Mobil yang dikendarai melaju dengan kecepatan tinggi mengingat lalu lintas di siang hari tak terlalu padat.

Tiba di rumah, Kirana tak melihat apa pun. Rumah tinggalnya terlihat sepi. Akhirnya Kirana memutuskan menuju rumah mertuanya yang ada di perumahan sebelah.

Seratus meter dari rumah mertuanya, dia bisa melihat rumah tersebut begitu ramai seperti sedang ada acara. Kirana menyunggingkan senyum sinis, matanya berkaca-kaca dengan bibir yang bergetar menahan tangis.
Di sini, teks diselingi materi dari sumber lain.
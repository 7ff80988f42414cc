//! Node payload types stored in the document arena.

/// The payload of a single node in an [`XmlDocument`](crate::XmlDocument).
#[derive(Debug, Clone, PartialEq, Eq)]
pub enum XmlNode {
    /// An element with its qualified name and attributes.
    Element(XmlElement),

    /// Character data (after unescaping XML entities).
    Text(String),

    /// A CDATA section, kept verbatim.
    CData(String),
}

/// An XML element: qualified name plus attributes in source order.
#[derive(Debug, Clone, PartialEq, Eq)]
pub struct XmlElement {
    /// The qualified name as written in the source (e.g. `w:p`).
    pub name: String,

    /// Attributes of this element, in source order.
    pub attributes: Vec<XmlAttribute>,
}

/// A single attribute with its qualified name and unescaped value.
#[derive(Debug, Clone, PartialEq, Eq)]
pub struct XmlAttribute {
    /// The qualified name as written in the source (e.g. `w:instr`).
    pub name: String,

    /// The attribute value (after unescaping XML entities).
    pub value: String,
}

impl XmlNode {
    /// Returns the element payload, if this node is an element.
    pub fn as_element(&self) -> Option<&XmlElement> {
        match self {
            XmlNode::Element(element) => Some(element),
            _ => None,
        }
    }

    /// Returns the mutable element payload, if this node is an element.
    pub fn as_element_mut(&mut self) -> Option<&mut XmlElement> {
        match self {
            XmlNode::Element(element) => Some(element),
            _ => None,
        }
    }

    /// Check if this node is an element.
    pub fn is_element(&self) -> bool {
        matches!(self, XmlNode::Element(_))
    }
}

impl XmlElement {
    /// Create an element without attributes.
    pub fn new(name: impl Into<String>) -> Self {
        Self {
            name: name.into(),
            attributes: Vec::new(),
        }
    }

    /// The namespace prefix, if any (`w` in `w:p`).
    pub fn prefix(&self) -> Option<&str> {
        self.name.split_once(':').map(|(prefix, _)| prefix)
    }

    /// The local name without prefix (`p` in `w:p`).
    pub fn local_name(&self) -> &str {
        self.name
            .split_once(':')
            .map_or(self.name.as_str(), |(_, local)| local)
    }

    /// Get an attribute value by qualified name.
    pub fn attribute(&self, name: &str) -> Option<&str> {
        self.attributes
            .iter()
            .find(|a| a.name == name)
            .map(|a| a.value.as_str())
    }

    /// Set an attribute, replacing an existing value or appending a new one.
    pub fn set_attribute(&mut self, name: &str, value: impl Into<String>) {
        let value = value.into();
        match self.attributes.iter_mut().find(|a| a.name == name) {
            Some(attribute) => attribute.value = value,
            None => self.attributes.push(XmlAttribute {
                name: name.to_string(),
                value,
            }),
        }
    }

    /// Remove an attribute, returning its previous value.
    pub fn remove_attribute(&mut self, name: &str) -> Option<String> {
        let index = self.attributes.iter().position(|a| a.name == name)?;
        Some(self.attributes.remove(index).value)
    }
}

#[cfg(test)]
mod tests {
    use super::*;

    #[test]
    fn test_prefix_and_local_name() {
        let element = XmlElement::new("w:fldSimple");
        assert_eq!(element.prefix(), Some("w"));
        assert_eq!(element.local_name(), "fldSimple");

        let plain = XmlElement::new("tmp");
        assert_eq!(plain.prefix(), None);
        assert_eq!(plain.local_name(), "tmp");
    }

    #[test]
    fn test_set_attribute_replaces_existing() {
        let mut element = XmlElement::new("a:blip");
        element.set_attribute("r:embed", "rId1");
        element.set_attribute("r:embed", "rId7");

        assert_eq!(element.attributes.len(), 1);
        assert_eq!(element.attribute("r:embed"), Some("rId7"));
        assert_eq!(element.remove_attribute("r:embed"), Some("rId7".to_string()));
        assert_eq!(element.attribute("r:embed"), None);
    }
}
Sebelum turun, dia kembali merapikan penampilan dan riasannya supaya tak terlihat menyedihkan.

“Mas Zidan!” teriak Kirana keras ketika melihat sang suami menggandeng wanita lain yang lebih muda. Senyumnya mengembang dengan penuh kebahagiaan.
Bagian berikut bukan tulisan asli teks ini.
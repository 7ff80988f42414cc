/*
 * parser.rs
 * Copyright (c) 2025 Posit, PBC
 */

//! Statement construction from a list of fields.
//!
//! Directive syntax, by field expression:
//!
//! | expression            | statement                                    |
//! |-----------------------|----------------------------------------------|
//! | `=expr`               | insertion                                    |
//! | `expr:each(var)`      | loop, closed by `expr:endEach`               |
//! | `expr:if` / `expr:if(pred)` | condition, closed by `expr:endIf`      |
//! | `expr:call` / `expr:call(args)` | call block, closed by `expr:endCall` |
//! | `comment`             | comment, closed by `endComment`              |
//!
//! Fields inside a block are consumed (and nested blocks matched) only to find
//! the block's end. Their statements are built again when the block body is
//! rendered.

use std::collections::VecDeque;

use once_cell::sync::Lazy;
use regex::Regex;
use wordmerge_xml::XmlDocument;

use crate::block::Block;
use crate::error::{TemplateError, TemplateResult};
use crate::expression::Expression;
use crate::field::Field;
use crate::statement::Statement;

static EACH: Lazy<Regex> = Lazy::new(|| Regex::new(r"^([^ ]+):each\(([^ )]+)\)$").unwrap());
static IF_PREDICATE: Lazy<Regex> = Lazy::new(|| Regex::new(r"^([^ ]+):if\(([^)]+)\)$").unwrap());
static IF: Lazy<Regex> = Lazy::new(|| Regex::new(r"^([^ ]+):if$").unwrap());
static CALL: Lazy<Regex> = Lazy::new(|| Regex::new(r"^([^ ]+):call(?:\(([^)]*)\))?$").unwrap());

const COMMENT: &str = "comment";
const END_COMMENT: &str = "endComment";

/// Build the top-level statements for `fields`, in document order.
///
/// # Errors
///
/// Returns [`TemplateError::UnmatchedBlock`] if a block is never closed.
pub fn build_statements(doc: &XmlDocument, fields: Vec<Field>) -> TemplateResult<Vec<Statement>> {
    OperationConstruction::new(doc, fields).statements()
}

/// Single-pass scanner over the field list with one field of lookahead.
struct OperationConstruction<'a> {
    doc: &'a XmlDocument,
    fields: VecDeque<Field>,
    /// The field consumed last; `None` once the list is exhausted.
    current: Option<Field>,
}

impl<'a> OperationConstruction<'a> {
    fn new(doc: &'a XmlDocument, fields: Vec<Field>) -> Self {
        Self {
            doc,
            fields: fields.into(),
            current: None,
        }
    }

    fn statements(mut self) -> TemplateResult<Vec<Statement>> {
        let mut statements = Vec::new();
        while !self.fields.is_empty() {
            if let Some(statement) = self.consume(true)? {
                statements.push(statement);
            }
        }
        Ok(statements)
    }

    fn consume(&mut self, allow_insertion: bool) -> TemplateResult<Option<Statement>> {
        self.current = self.fields.pop_front();
        let Some(field) = self.current.clone() else {
            return Ok(None);
        };
        let expression = field.expression();

        if let Some(expr) = expression.strip_prefix('=') {
            if !allow_insertion {
                return Ok(None);
            }
            let expression = Expression::parse(expr);
            return Ok(Some(Statement::Insertion { expression, field }));
        }

        if let Some(caps) = EACH.captures(expression) {
            let block = self.consume_block(&format!("{}:endEach", &caps[1]))?;
            return Ok(Some(Statement::Loop {
                list: Expression::parse(&caps[1]),
                iterator: caps[2].to_string(),
                block,
            }));
        }

        if let Some(caps) = IF_PREDICATE.captures(expression) {
            let block = self.consume_block(&format!("{}:endIf", &caps[1]))?;
            return Ok(Some(Statement::Condition {
                condition: Expression::parse(&caps[1]),
                block,
                predicate: Some(caps[2].to_string()),
            }));
        }

        if let Some(caps) = IF.captures(expression) {
            let block = self.consume_block(&format!("{}:endIf", &caps[1]))?;
            return Ok(Some(Statement::Condition {
                condition: Expression::parse(&caps[1]),
                block,
                predicate: None,
            }));
        }

        if expression == COMMENT {
            let block = self.consume_block(END_COMMENT)?;
            return Ok(Some(Statement::Comment { block }));
        }

        if let Some(caps) = CALL.captures(expression) {
            let block = self.consume_block(&format!("{}:endCall", &caps[1]))?;
            return Ok(Some(Statement::Call {
                callable: Expression::parse(&caps[1]),
                block,
                arguments: caps.get(2).map(|m| m.as_str().to_string()),
            }));
        }

        Ok(None)
    }

    /// Consume fields up to the one whose expression is `end_expression`.
    /// The current field is the block's start. A nested block's end field
    /// never closes the enclosing block, even with the same expression.
    fn consume_block(&mut self, end_expression: &str) -> TemplateResult<Block> {
        let Some(start_field) = self.current.clone() else {
            return Err(TemplateError::UnmatchedBlock {
                start: String::new(),
                expected_end: end_expression.to_string(),
            });
        };

        loop {
            let nested = self.consume(false)?;
            match &self.current {
                Some(_) if nested.is_some() => {}
                Some(end_field) if end_field.expression() == end_expression => {
                    return Ok(Block::enclosed_by(self.doc, start_field, end_field.clone()));
                }
                Some(_) => {}
                None => {
                    return Err(TemplateError::UnmatchedBlock {
                        start: start_field.expression().to_string(),
                        expected_end: end_expression.to_string(),
                    });
                }
            }
        }
    }
}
Mendengar suara teriakan, bukan hanya sang suami yang menoleh, semua orang ikut menoleh ke arahnya yang berdiri kaku sambil menatap mereka semua.

Terlihat Zidan terkejut dengan kedatangannya. Pria itu segera menghampiri istrinya bersama dengan wanita paruh baya dengan dandanan hedon.

“Kamu ngapain di sini, Kira?” tanya Zidan pelan.

Belum sempat Kirana menjawab, wanita paruh baya tersebut menarik Kirana menjauh sambil mencengkeram pergelangan tangannya.

“Ngapain kamu di sini? Jangan ganggu pernikahan anakku!” teriak wanita paruh baya tersebut di depan wajah Kirana.

“Anak ibu itu suamiku. Ayah dari anak-anakku!” balas Kirana ikut berteriak.

“Diam! Jangan keras-keras,” teriak wanita paruh baya tersebut sambil melotot marah.

“Kenapa harus diam Bu? Mas Zidan ini suamiku, ayah dari anak-anakku. Ibu kenapa tega melakukan ini.” Tangis Kirana seketika pecah, apalagi melihat sang suami yang diam saja tak mengatakan apa pun. Tidak melakukan pembelaan atau penjelasan.

“Tapi Zidan nggak bahagia sama kamu yang nggak bisa kasih dia anak laki-laki.”

Apa bedanya?

Anak laki-laki atau perempuan itu sama saja. Tidak ada bedanya, toh dikasihnya memang seperti itu.

Kalau memang Zidan tidak bahagia hidup bersamanya, kenapa pria itu tak menceraikannya saja baru menikah lagi dengan wanita yang diinginkan.

Kenapa harus mendua?

Kenapa harus berbuat curang seperti ini?

Kirana menoleh, menatap pria yang menjadi suaminya. Mata pria tersebut berkaca-kaca siap menumpahkan tangis, tetapi dengan cepat segera memalingkan wajah enggan menatapnya.

Lagi dan lagi, Kirana harus menelan kecewa melihat respons yang diberikan sang suami.

“Zidan, lebih baik kamu ceraikan saja wanita ini. Dia jadi wanita juga nggak guna!” Wanita paruh baya tersebut terus memprovokasi anaknya.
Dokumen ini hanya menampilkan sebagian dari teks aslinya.